### About this task
Nothing in the listing may change. Repeat all of it.

### Material shown
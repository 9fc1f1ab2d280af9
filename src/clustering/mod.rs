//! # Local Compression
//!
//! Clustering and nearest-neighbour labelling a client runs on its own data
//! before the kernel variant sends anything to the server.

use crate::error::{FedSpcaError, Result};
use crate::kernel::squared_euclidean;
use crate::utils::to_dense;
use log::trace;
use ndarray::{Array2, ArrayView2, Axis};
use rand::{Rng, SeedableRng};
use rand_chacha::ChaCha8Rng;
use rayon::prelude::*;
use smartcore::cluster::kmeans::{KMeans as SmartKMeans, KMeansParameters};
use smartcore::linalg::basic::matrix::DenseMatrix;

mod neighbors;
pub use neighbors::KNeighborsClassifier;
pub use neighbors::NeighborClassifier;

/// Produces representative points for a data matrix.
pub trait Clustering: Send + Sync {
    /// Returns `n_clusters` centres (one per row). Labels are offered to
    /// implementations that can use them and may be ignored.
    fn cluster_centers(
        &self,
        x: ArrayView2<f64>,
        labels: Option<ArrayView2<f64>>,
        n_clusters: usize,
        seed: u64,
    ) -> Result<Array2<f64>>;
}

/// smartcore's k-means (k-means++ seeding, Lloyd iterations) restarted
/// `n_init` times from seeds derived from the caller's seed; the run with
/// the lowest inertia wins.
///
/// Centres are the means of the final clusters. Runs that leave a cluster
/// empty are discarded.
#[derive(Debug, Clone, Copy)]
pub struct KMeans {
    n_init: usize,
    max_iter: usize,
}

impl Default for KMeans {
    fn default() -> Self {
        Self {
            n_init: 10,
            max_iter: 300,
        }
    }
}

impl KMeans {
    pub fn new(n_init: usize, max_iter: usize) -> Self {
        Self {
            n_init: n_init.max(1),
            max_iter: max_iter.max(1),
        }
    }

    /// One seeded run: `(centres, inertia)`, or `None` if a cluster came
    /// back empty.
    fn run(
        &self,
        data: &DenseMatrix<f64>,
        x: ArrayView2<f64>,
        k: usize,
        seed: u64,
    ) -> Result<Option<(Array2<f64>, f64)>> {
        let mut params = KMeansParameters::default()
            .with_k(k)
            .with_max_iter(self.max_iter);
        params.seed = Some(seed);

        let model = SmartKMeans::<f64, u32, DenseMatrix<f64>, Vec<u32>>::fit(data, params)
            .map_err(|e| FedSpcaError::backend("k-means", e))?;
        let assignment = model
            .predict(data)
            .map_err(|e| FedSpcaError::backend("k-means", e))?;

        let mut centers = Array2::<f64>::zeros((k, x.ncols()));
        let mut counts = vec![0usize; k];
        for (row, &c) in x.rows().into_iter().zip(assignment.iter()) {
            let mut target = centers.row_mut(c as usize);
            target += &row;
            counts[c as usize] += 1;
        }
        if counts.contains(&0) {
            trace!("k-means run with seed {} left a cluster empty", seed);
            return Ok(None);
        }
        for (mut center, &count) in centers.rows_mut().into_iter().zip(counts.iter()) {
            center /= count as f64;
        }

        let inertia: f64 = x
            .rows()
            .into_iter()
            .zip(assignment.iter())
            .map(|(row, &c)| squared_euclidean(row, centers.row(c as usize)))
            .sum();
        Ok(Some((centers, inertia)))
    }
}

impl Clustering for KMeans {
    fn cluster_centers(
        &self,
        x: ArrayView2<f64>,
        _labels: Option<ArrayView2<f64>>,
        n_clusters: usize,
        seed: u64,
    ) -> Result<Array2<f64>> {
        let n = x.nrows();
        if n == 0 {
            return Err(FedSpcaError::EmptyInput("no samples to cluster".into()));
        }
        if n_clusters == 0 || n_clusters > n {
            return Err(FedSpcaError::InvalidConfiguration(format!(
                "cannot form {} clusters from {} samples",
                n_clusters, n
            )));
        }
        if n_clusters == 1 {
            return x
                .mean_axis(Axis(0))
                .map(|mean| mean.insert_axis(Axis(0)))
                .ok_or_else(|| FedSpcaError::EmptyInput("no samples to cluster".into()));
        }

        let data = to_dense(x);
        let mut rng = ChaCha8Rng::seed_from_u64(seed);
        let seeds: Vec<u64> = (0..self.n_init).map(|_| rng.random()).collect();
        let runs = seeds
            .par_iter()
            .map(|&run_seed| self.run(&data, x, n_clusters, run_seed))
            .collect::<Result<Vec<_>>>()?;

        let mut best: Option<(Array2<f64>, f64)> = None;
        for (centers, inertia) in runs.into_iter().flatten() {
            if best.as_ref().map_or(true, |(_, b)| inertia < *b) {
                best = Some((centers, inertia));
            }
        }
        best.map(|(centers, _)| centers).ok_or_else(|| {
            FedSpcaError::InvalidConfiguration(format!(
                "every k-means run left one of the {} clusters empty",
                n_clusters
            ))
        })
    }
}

### Task output
repository 9fc1f1ab2d280af9
filename src/clustering/mod.rs
//! # Local Compression
//!
//! Clustering and nearest-neighbour labelling a client runs on its own data
//! before the kernel variant sends anything to the server.

use crate::error::{FedSpcaError, Result};
use crate::kernel::squared_euclidean;
use crate::utils::to_dense;
use log::trace;
use ndarray::{Array2, ArrayView2, Axis};
use rand::{Rng, SeedableRng};
use rand_chacha::ChaCha8Rng;
use rayon::prelude::*;
use smartcore::cluster::kmeans::{KMeans as SmartKMeans, KMeansParameters};
use smartcore::linalg::basic::matrix::DenseMatrix;

mod neighbors;
pub use neighbors::KNeighborsClassifier;
pub use neighbors::NeighborClassifier;

/// Produces representative points for a data matrix.
pub trait Clustering: Send + Sync {
    /// Returns `n_clusters` centres (one per row). Labels are offered to
    /// implementations that can use them and may be ignored.
    fn cluster_centers(
        &self,
        x: ArrayView2<f64>,
        labels: Option<ArrayView2<f64>>,
        n_clusters: usize,
        seed: u64,
    ) -> Result<Array2<f64>>;
}

/// smartcore's k-means (k-means++ seeding, Lloyd iterations) restarted
/// `n_init` times from seeds derived from the caller's seed; the run with
/// the lowest inertia wins.
///
/// Centres are the means of the final clusters. Runs that leave a cluster
/// empty are discarded.
#[derive(Debug, Clone, Copy)]
pub struct KMeans {
    n_init: usize,
    max_iter: usize,
}

impl Default for KMeans {
    fn default() -> Self {
        Self {
            n_init: 10,
            max_iter: 300,
        }
    }
}

impl KMeans {
    pub fn new(n_init: usize, max_iter: usize) -> Self {
        Self {
            n_init: n_init.max(1),
            max_iter: max_iter.max(1),
        }
    }

    /// One seeded run: `(centres, inertia)`, or `None` if a cluster came
    /// back empty.
    fn run(
        &self,
        data: &DenseMatrix<f64>,
        x: ArrayView2<f64>,
        k: usize,
        seed: u64,
    ) -> Result<Option<(Array2<f64>, f64)>> {
        let mut params = KMeansParameters::default()
            .with_k(k)
            .with_max_iter(self.max_iter);
        params.seed = Some(seed);

        let model = SmartKMeans::<f64, u32, DenseMatrix<f64>, Vec<u32>>::fit(data, params)
            .map_err(|e| FedSpcaError::backend("k-means", e))?;
        let assignment = model
            .predict(data)
            .map_err(|e| FedSpcaError::backend("k-means", e))?;

        let mut centers = Array2::<f64>::zeros((k, x.ncols()));
        let mut counts = vec![0usize; k];
        for (row, &c) in x.rows().into_iter().zip(assignment.iter()) {
            let mut target = centers.row_mut(c as usize);
            target += &row;
            counts[c as usize] += 1;
        }
        if counts.contains(&0) {
            trace!("k-means run with seed {} left a cluster empty", seed);
            return Ok(None);
        }
        for (mut center, &count) in centers.rows_mut().into_iter().zip(counts.iter()) {
            center /= count as f64;
        }

        let inertia: f64 = x
            .rows()
            .into_iter()
            .zip(assignment.iter())
            .map(|(row, &c)| squared_euclidean(row, centers.row(c as usize)))
            .sum();
        Ok(Some((centers, inertia)))
    }
}

impl Clustering for KMeans {
    fn cluster_centers(
        &self,
        x: ArrayView2<f64>,
        _labels: Option<ArrayView2<f64>>,
        n_clusters: usize,
        seed: u64,
    ) -> Result<Array2<f64>> {
        let n = x.nrows();
        if n == 0 {
            return Err(FedSpcaError::EmptyInput("no samples to cluster".into()));
        }
        if n_clusters == 0 || n_clusters > n {
            return Err(FedSpcaError::InvalidConfiguration(format!(
                "cannot form {} clusters from {} samples",
                n_clusters, n
            )));
        }
        if n_clusters == 1 {
            return x
                .mean_axis(Axis(0))
                .map(|mean| mean.insert_axis(Axis(0)))
                .ok_or_else(|| FedSpcaError::EmptyInput("no samples to cluster".into()));
        }

        let data = to_dense(x);
        let mut rng = ChaCha8Rng::seed_from_u64(seed);
        let seeds: Vec<u64> = (0..self.n_init).map(|_| rng.random()).collect();
        let runs = seeds
            .par_iter()
            .map(|&run_seed| self.run(&data, x, n_clusters, run_seed))
            .collect::<Result<Vec<_>>>()?;

        let mut best: Option<(Array2<f64>, f64)> = None;
        for (centers, inertia) in runs.into_iter().flatten() {
            if best.as_ref().map_or(true, |(_, b)| inertia < *b) {
                best = Some((centers, inertia));
            }
        }
        best.map(|(centers, _)| centers).ok_or_else(|| {
            FedSpcaError::InvalidConfiguration(format!(
                "every k-means run left one of the {} clusters empty",
                n_clusters
            ))
        })
    }
}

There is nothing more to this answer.